Johannesburg Mayor Geoff Makhubo has conceded that it is unacceptable for qualifying beneficiaries to wait up to 24 years for houses. He has acknowledged that the government does not have the capacity to meet the housing demand.
Makhubo has been speaking in Fleurhof, south-west of Johannesburg, where he handed over 40 houses today. In total, 112 houses will be handed over to beneficiaries over the next few weeks. One of the beneficiaries is an 84-year-old pensioner who applied for a house in 1996.
There was a strong police presence at the handover ceremony following weeks of unrest in the area which saw law enforcement evicting people from houses they had illegally occupied.
A long wait
Gladys Magxotywa was 60 years-old when she applied for an RDP house in 1996. She has been living in a shack in Alexandra, north of the city, for the past 24 years.

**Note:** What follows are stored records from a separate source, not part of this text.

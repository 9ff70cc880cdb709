use std::future::Future;
use std::sync::atomic::{AtomicUsize, Ordering};
use std::sync::Arc;

use log::{debug, warn};
use reqwest::{Client, RequestBuilder};
use serde::de::DeserializeOwned;
use serde::{Deserialize, Serialize};
use url::Url;

use super::backoff::{retry_after, with_retry_after, Attempt};
use crate::auth::Token;
use crate::error::{CISummaryError, Result};
use crate::providers::circleci::cache::{CacheKey, CacheStore};

pub const DEFAULT_BASE_URL: &str = "https://circleci.com";
const TOKEN_HEADER: &str = "Circle-Token";

/// A decoded API response, tagged with whether it came from the cache.
#[derive(Debug)]
pub struct Fetched<T> {
    pub value: T,
    pub cached: bool,
}

/// Totals of logical requests issued by a client.
#[derive(Debug, Clone, Copy, Default, PartialEq, Eq, Serialize, Deserialize)]
pub struct RequestCounts {
    pub total_requests: usize,
    pub uncached_requests: usize,
}

impl RequestCounts {
    /// Requests issued after `earlier` was taken.
    #[must_use]
    pub fn since(self, earlier: RequestCounts) -> RequestCounts {
        RequestCounts {
            total_requests: self.total_requests.saturating_sub(earlier.total_requests),
            uncached_requests: self.uncached_requests.saturating_sub(earlier.uncached_requests),
        }
    }
}

#[derive(Debug, Default)]
struct RequestStats {
    total: AtomicUsize,
    uncached: AtomicUsize,
}

impl RequestStats {
    fn record(&self, cached: bool) {
        self.total.fetch_add(1, Ordering::Relaxed);
        if !cached {
            self.uncached.fetch_add(1, Ordering::Relaxed);
        }
    }

    fn snapshot(&self) -> RequestCounts {
        RequestCounts {
            total_requests: self.total.load(Ordering::Relaxed),
            uncached_requests: self.uncached.load(Ordering::Relaxed),
        }
    }
}

/// CircleCI v2 REST client.
///
/// Every request carries the API token. Reads retry for as long as the
/// server keeps answering with a `Retry-After` hint; writes are sent once.
pub struct CircleCiClient {
    client: Client,
    api_url: Url,
    token: Token,
    cache: Option<Arc<dyn CacheStore>>,
    stats: RequestStats,
}

impl CircleCiClient {
    /// Creates a client for the CircleCI instance at `base_url`.
    ///
    /// # Errors
    ///
    /// Returns [`CISummaryError::MissingToken`] when no token is supplied and
    /// a configuration error if the base URL is invalid.
    pub fn new(
        base_url: &str,
        token: Option<Token>,
        cache: Option<Arc<dyn CacheStore>>,
    ) -> Result<Self> {
        let token = token
            .filter(|t| !t.as_str().is_empty())
            .ok_or(CISummaryError::MissingToken)?;

        let client = Client::builder()
            .user_agent(concat!("cisummary/", env!("CARGO_PKG_VERSION")))
            .build()
            .map_err(|e| CISummaryError::Config(format!("Failed to create HTTP client: {e}")))?;

        let api_url = Url::parse(base_url)
            .map_err(|e| CISummaryError::Config(format!("Invalid base URL: {e}")))?
            .join("api/v2/")
            .map_err(|e| CISummaryError::Config(format!("Invalid API base URL: {e}")))?;

        Ok(Self {
            client,
            api_url,
            token,
            cache,
            stats: RequestStats::default(),
        })
    }

    pub fn request_counts(&self) -> RequestCounts {
        self.stats.snapshot()
    }

    fn endpoint(&self, path: &str, query: &[(&str, &str)]) -> Result<Url> {
        let mut url = self
            .api_url
            .join(path)
            .map_err(|e| CISummaryError::Config(format!("Invalid endpoint {path}: {e}")))?;
        if !query.is_empty() {
            url.query_pairs_mut().extend_pairs(query);
        }
        Ok(url)
    }

    async fn attempt(&self, request: RequestBuilder) -> Result<Attempt> {
        let response = request
            .header(TOKEN_HEADER, self.token.as_str())
            .send()
            .await?;

        let status = response.status();
        if status.is_success() {
            return Ok(Attempt::Done(response.bytes().await?.to_vec()));
        }

        if let Some(delay) = retry_after(response.headers()) {
            return Ok(Attempt::RetryAfter(delay));
        }

        let message = response
            .text()
            .await
            .unwrap_or_else(|_| "Unable to read error response".to_string());
        Err(CISummaryError::Api {
            status: status.as_u16(),
            message,
        })
    }

    /// GET `path` relative to `/api/v2/` and decode the JSON body.
    pub(super) async fn get<T: DeserializeOwned>(
        &self,
        path: &str,
        query: &[(&str, &str)],
    ) -> Result<T> {
        let url = self.endpoint(path, query)?;
        debug!("GET {url}");

        let url = &url;
        let body = with_retry_after(
            path,
            move || self.attempt(self.client.get(url.clone())),
            tokio::time::sleep,
        )
        .await?;
        self.stats.record(false);

        Ok(serde_json::from_slice(&body)?)
    }

    /// POST a JSON body once. Never cached and never retried.
    pub(super) async fn post<B: Serialize, T: DeserializeOwned>(
        &self,
        path: &str,
        body: &B,
    ) -> Result<T> {
        let url = self.endpoint(path, &[])?;
        debug!("POST {url}");

        let request = self
            .client
            .post(url)
            .header(TOKEN_HEADER, self.token.as_str())
            .json(body);
        let response = request.send().await?;
        let status = response.status();
        if !status.is_success() {
            let message = response
                .text()
                .await
                .unwrap_or_else(|_| "Unable to read error response".to_string());
            return Err(CISummaryError::Api {
                status: status.as_u16(),
                message,
            });
        }
        self.stats.record(false);

        Ok(response.json().await?)
    }

    /// Serves `key` from the cache, or runs `fetch` and stores the result
    /// when `is_terminal` accepts it.
    ///
    /// The cache is best-effort: unreadable entries and failed writes are
    /// logged and otherwise ignored.
    pub(super) async fn cached<T, F, Fut>(
        &self,
        key: CacheKey,
        is_terminal: fn(&T) -> bool,
        fetch: F,
    ) -> Result<Fetched<T>>
    where
        T: Serialize + DeserializeOwned,
        F: FnOnce() -> Fut,
        Fut: Future<Output = Result<T>>,
    {
        if let Some(cache) = &self.cache {
            match cache.get(&key) {
                Ok(Some(bytes)) => match serde_json::from_slice(&bytes) {
                    Ok(value) => {
                        debug!("Cache hit for {key}");
                        self.stats.record(true);
                        return Ok(Fetched {
                            value,
                            cached: true,
                        });
                    }
                    Err(e) => warn!("Ignoring unreadable cache entry {key}: {e}"),
                },
                Ok(None) => {}
                Err(e) => warn!("Failed to read cache entry {key}: {e}"),
            }
        }

        let value = fetch().await?;

        if let Some(cache) = &self.cache {
            if is_terminal(&value) {
                let payload = serde_json::to_vec(&value)?;
                if let Err(e) = cache.put(&key, &payload) {
                    warn!("Failed to write cache entry {key}: {e}");
                }
            } else {
                debug!("Not caching {key}: payload is not terminal");
            }
        }

        Ok(Fetched {
            value,
            cached: false,
        })
    }
}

After over two decades of waiting for a house, she finally has one. It was a bitter-sweet moment when Makhubo handed her the keys to her new two-bedroom home.
She was the eldest of this group of beneficiaries. She says she thought the government had forgotten about her and was preparing to paint her shack later this year ahead of her birthday.
“But I’m happy now. I thought the government had long forgotten about me … it’s over because I no longer attend meetings. I have a leg and a knee problem.”
She faces new challenges, settling into a new environment. The 84-year-old must find out where to buy bread and other daily essentials as well as a new pension grant pay-point.
Her daughter, Thandi Magxotwa will help her elderly mother to get used to her new home. The daughter is also a pensioner, aged 64, and has been waiting for her house since she applied in 2000.
Another pensioner, who also received a house after 23 years of waiting, is 77-year-old Alice Motha. She applied for a house in 1997 and has been staying at her late parents’ house in Orlando West in the meantime.
She recalls feeling desperate at times when she had a fight with her younger sibling, wondering if she will ever own a house. With each passing year, Motha’s hope of ever receiving a house was fading.
“Sometimes I’d say to myself, why I should lose hope. Let me just keep praying. I’m in a queue, (and) one day my turn will come. And truly it came. When I got a call last week that I’ll be allocated in this place, I got a shock. I said ‘aah, is that true?’”
Motha, explaining how she felt when she walked into her new house, says, “I felt like flying, but I didn’t fly. I couldn’t fly because I don’t have wings. I think if I did have wings I’d have flown. But I’m so happy because I’m not going to spend a lot of money, buying paint, buying burglar proofs, buying a burglar-proof for my door. Everything is there.”
She will be staying with her 50-year-old last born son and his child.
Makhubo says they are battling to keep up with the demand for housing.
“Yes, it cannot be acceptable that qualifying beneficiaries wait for a long time. However, the demand far outstrips the supply. We can only build about 3 000 houses a year. The waiting list is around a hundred thousand. So, you know, we’ll take time to complete and people are coming into the waiting list. That’s why the government as a whole has decided that they’ll move in the direction of releasing land so that people can build for themselves.”
The illegal occupants who were removed by the Red Ants recently after occupying the empty houses are threatening court action.
Makhubo says they are confident that they are allocating houses to rightful beneficiaries.
“They’ve threatened to go to court. We’ll meet them in court. We’ll meet them toe-to-toe. We can demonstrate who the beneficiaries are and from now until October, we’ll be allocating to the rightful beneficiaries, who can be found in the HSS, which is the housing beneficiary and software housing list in the province. Anything that’s got to do with invasions, we’re going to meet head-on. Any illegality we’re going to meet head-on. The days when the government looked away as people invaded land for patronage to stay in political power are gone. We’re going to meet anarchy head-on and we’re going to defeat it.”
A total of 21 000 beneficiaries are expected to receive houses when the entire housing project is complete in Fleurhof. The project is a partnership between the city and the Gauteng provincial government.